El vínculo con el cine de Truffaut se revela fundamental, porque la atención que las niñas y el niño reciben en Vendrán lluvias suaves consiste en situar la cámara a su altura, con la predisposición suficiente para dejar hacer lo que ellas y él decidan. Sí, es un grupo con mayoría femenina. De lo que se desprende que es la voz de la mujer la que no sólo organiza el relato –Alma es el nombre de la pequeña que quiere volver a casa, como Dorothy en El mago de Oz; es ella la que decide partir hacia la aventura, y lo hace desde la enumeración en capítulos e ilustraciones de cuento-, sino que también dice de manera suficiente sobre el mañana, con esas mujeres ya adultas y ojalá igual de soñadoras, protagonistas de un mundo distinto y mejor.

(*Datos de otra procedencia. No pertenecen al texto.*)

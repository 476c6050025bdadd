//! Public request/response structs for the HTTP endpoints (serde ready).
//! Keep this small and stable to evolve backend and frontend independently.

use serde::{Deserialize, Serialize};
use serde_json::Value;

use crate::domain::Question;

//
// Question bank
//

#[derive(Debug, Deserialize)]
pub struct QuestionsIn {
  pub difficulty: Option<String>,
  pub company: Option<String>,
  pub language: Option<String>,
  #[serde(rename = "questionCount")]
  pub question_count: Option<usize>,
}

/// DTO for one served question. Exposes both the original column names and the
/// aliases the frontend grew to expect (`title`/`question_short`,
/// `description`/`question`, `company`/`companies`, `topics`).
#[derive(Debug, Serialize)]
pub struct QuestionOut {
  pub id: String,
  pub slug: String,
  pub title: String,
  pub question_short: String,
  pub description: String,
  pub question: String,
  pub difficulty: String,
  pub company: String,
  pub companies: String,
  pub topics: String,
  pub tables: Option<Value>,
  pub interview_date: String,
  pub solution_postgres: String,
  pub solution_mysql: String,
  pub solution_python: String,
  pub hints_postgres: String,
  pub hints_python: String,
  pub walkthrough_postgres: String,
  pub walkthrough_python: String,
  pub is_freemium: String,
}

#[derive(Debug, Serialize)]
pub struct QuestionsOut {
  pub questions: Vec<QuestionOut>,
}

/// Convert a bank record to the public DTO, filling the frontend's fallback
/// texts for blank columns.
pub fn to_out(q: &Question) -> QuestionOut {
  let title = if q.question_short.is_empty() { "Question".to_string() } else { q.question_short.clone() };
  let description =
    if q.question.is_empty() { "No description available".to_string() } else { q.question.clone() };
  let company = if q.companies.is_empty() { "N/A".to_string() } else { q.companies.clone() };

  QuestionOut {
    id: q.id.clone(),
    slug: q.id.clone(),
    title,
    question_short: q.question_short.clone(),
    description,
    question: q.question.clone(),
    difficulty: q.difficulty_raw.clone(),
    company,
    companies: q.companies.clone(),
    topics: q.job_positions.clone(),
    tables: q.tables.clone(),
    interview_date: q.interview_date.clone(),
    solution_postgres: q.solution_postgres.clone(),
    solution_mysql: q.solution_mysql.clone(),
    solution_python: q.solution_python.clone(),
    hints_postgres: q.hints_postgres.clone(),
    hints_python: q.hints_python.clone(),
    walkthrough_postgres: q.walkthrough_postgres.clone(),
    walkthrough_python: q.walkthrough_python.clone(),
    is_freemium: q.is_freemium.clone(),
  }
}

//
// Code execution / grading pass-through
//

#[derive(Debug, Deserialize)]
pub struct RunCodeIn {
  pub code: String,
  pub language: String,
  pub question_id: String,
}

#[derive(Debug, Deserialize)]
pub struct CheckSolutionIn {
  pub code: String,
  pub question_id: String,
  pub language: String,
}

#[derive(Debug, Deserialize)]
pub struct DatasetDetailsIn {
  pub dataset_name: String,
  pub question_id: Option<String>,
  pub code_type: Option<String>,
}

//
// Interview agent
//

#[derive(Debug, Deserialize)]
pub struct AgentIn {
  #[serde(default)]
  pub message: String,
  #[serde(default)]
  pub context: Option<AgentContext>,
}

/// Context for an agent call: which question, the candidate's code, and the
/// action behind the click (test/submit/hint/question).
#[derive(Debug, Default, Deserialize)]
pub struct AgentContext {
  #[serde(default)]
  pub action: String,
  #[serde(default)]
  pub question_id: String,
  #[serde(default)]
  pub code: String,
  #[serde(default)]
  pub language: String,
}

#[derive(Debug, Serialize)]
pub struct AgentOut {
  #[serde(rename = "type")]
  pub kind: String,
  /// Formatted agent text, or structured tool output on the direct-MCP path.
  pub content: Value,
}

//
// Misc
//

#[derive(Serialize)]
pub struct HealthOut {
  pub status: &'static str,
}

#[derive(Serialize)]
pub struct ErrorOut {
  pub error: String,
}

#[cfg(test)]
mod tests {
  use super::*;
  use crate::domain::Difficulty;

  fn record() -> Question {
    Question {
      id: "2010".into(),
      question_short: "Monthly orders".into(),
      question: "Count orders per month.".into(),
      difficulty: Some(Difficulty::Medium),
      difficulty_raw: "2".into(),
      companies: "Google, Meta".into(),
      job_positions: "Data Analyst".into(),
      interview_date: "2024-11".into(),
      tables: Some(serde_json::json!([1, 2])),
      solution_postgres: "SELECT 1".into(),
      solution_mysql: String::new(),
      solution_mssql: String::new(),
      solution_oracle: String::new(),
      solution_python: String::new(),
      solution_pyspark: String::new(),
      solution_r: String::new(),
      hints_postgres: "group by".into(),
      hints_python: String::new(),
      walkthrough_postgres: String::new(),
      walkthrough_python: String::new(),
      is_premium: false,
      is_freemium: "True".into(),
    }
  }

  #[test]
  fn to_out_exposes_original_and_aliased_fields() {
    let out = to_out(&record());
    assert_eq!(out.id, "2010");
    assert_eq!(out.slug, "2010");
    assert_eq!(out.title, "Monthly orders");
    assert_eq!(out.question_short, "Monthly orders");
    assert_eq!(out.description, "Count orders per month.");
    assert_eq!(out.difficulty, "2");
    assert_eq!(out.company, "Google, Meta");
    assert_eq!(out.topics, "Data Analyst");
    assert!(out.tables.is_some());
  }

  #[test]
  fn to_out_fills_fallback_texts_for_blank_columns() {
    let mut q = record();
    q.question_short = String::new();
    q.question = String::new();
    q.companies = String::new();
    let out = to_out(&q);
    assert_eq!(out.title, "Question");
    assert_eq!(out.description, "No description available");
    assert_eq!(out.company, "N/A");
    // Aliased originals stay verbatim (empty).
    assert_eq!(out.question_short, "");
    assert_eq!(out.companies, "");
  }

  #[test]
  fn agent_input_tolerates_missing_fields() {
    let body: AgentIn = serde_json::from_str(r#"{"context":{"action":"test"}}"#).unwrap();
    assert_eq!(body.message, "");
    let ctx = body.context.unwrap();
    assert_eq!(ctx.action, "test");
    assert_eq!(ctx.code, "");
  }
}
//! Telemetry initialization (tracing/tracing-subscriber).
//!
//! Behavior:
//! - LOG_LEVEL controls the filter (e.g. "debug" or detailed directives like
//!   "info,question_bank=debug,interview_backend=debug,tower_http=info,axum=info").
//! - LOG_FORMAT selects "pretty" (default) or "json" structured logs.
//!
//! Notes:
//! - We include targets in the output to disambiguate sources.
//! - Tower HTTP TraceLayer still adds per-request spans; this complements it.

use tracing_subscriber::EnvFilter;

pub fn init_tracing() {
    // Build a single fmt subscriber builder and attach the EnvFilter directly.
    let filter = EnvFilter::try_from_env("LOG_LEVEL").unwrap_or_else(|_| {
        EnvFilter::new("info,question_bank=debug,interview_backend=debug,tower_http=info,axum=info")
    });

    let builder = tracing_subscriber::fmt()
        .with_env_filter(filter)
        .with_target(true)
        .with_file(true)
        .with_line_number(true);

    // Choose JSON vs pretty; don't try to store different layer types.
    match std::env::var("LOG_FORMAT").as_deref() {
        Ok("json") => {
            builder.json().init();
        }
        _ => {
            builder.init();
        }
    }
}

Además, el título “Vendrán lluvias suaves” recuerda tanto el poema de Sara Teasdale –que es citado- como el cuento de Ray Bradbury, y junto con el escritor aludido toda una concepción en donde la infancia tiene lugar de preferencia, como manera de pensar un mundo que se abre en su plenitud. El Green Town, Illinois, de Bradbury es aquí el Crespo, Entre Ríos, de Fund; un ámbito que el cine del director sabe visitar de manera reiterada.

Cuando la lluvia finalmente suceda, la película cumple con su promesa y augura algo seguramente mejor. Mucho mejor, de hecho, que el mundo pensado -¿deseado?- por quienes todavía duermen: víctimas zombies, tal vez presas de un encantamiento de bruja o de una decisión cósmica. Más vale, entonces, creer en las brujas, en los platos voladores. Y en el cine.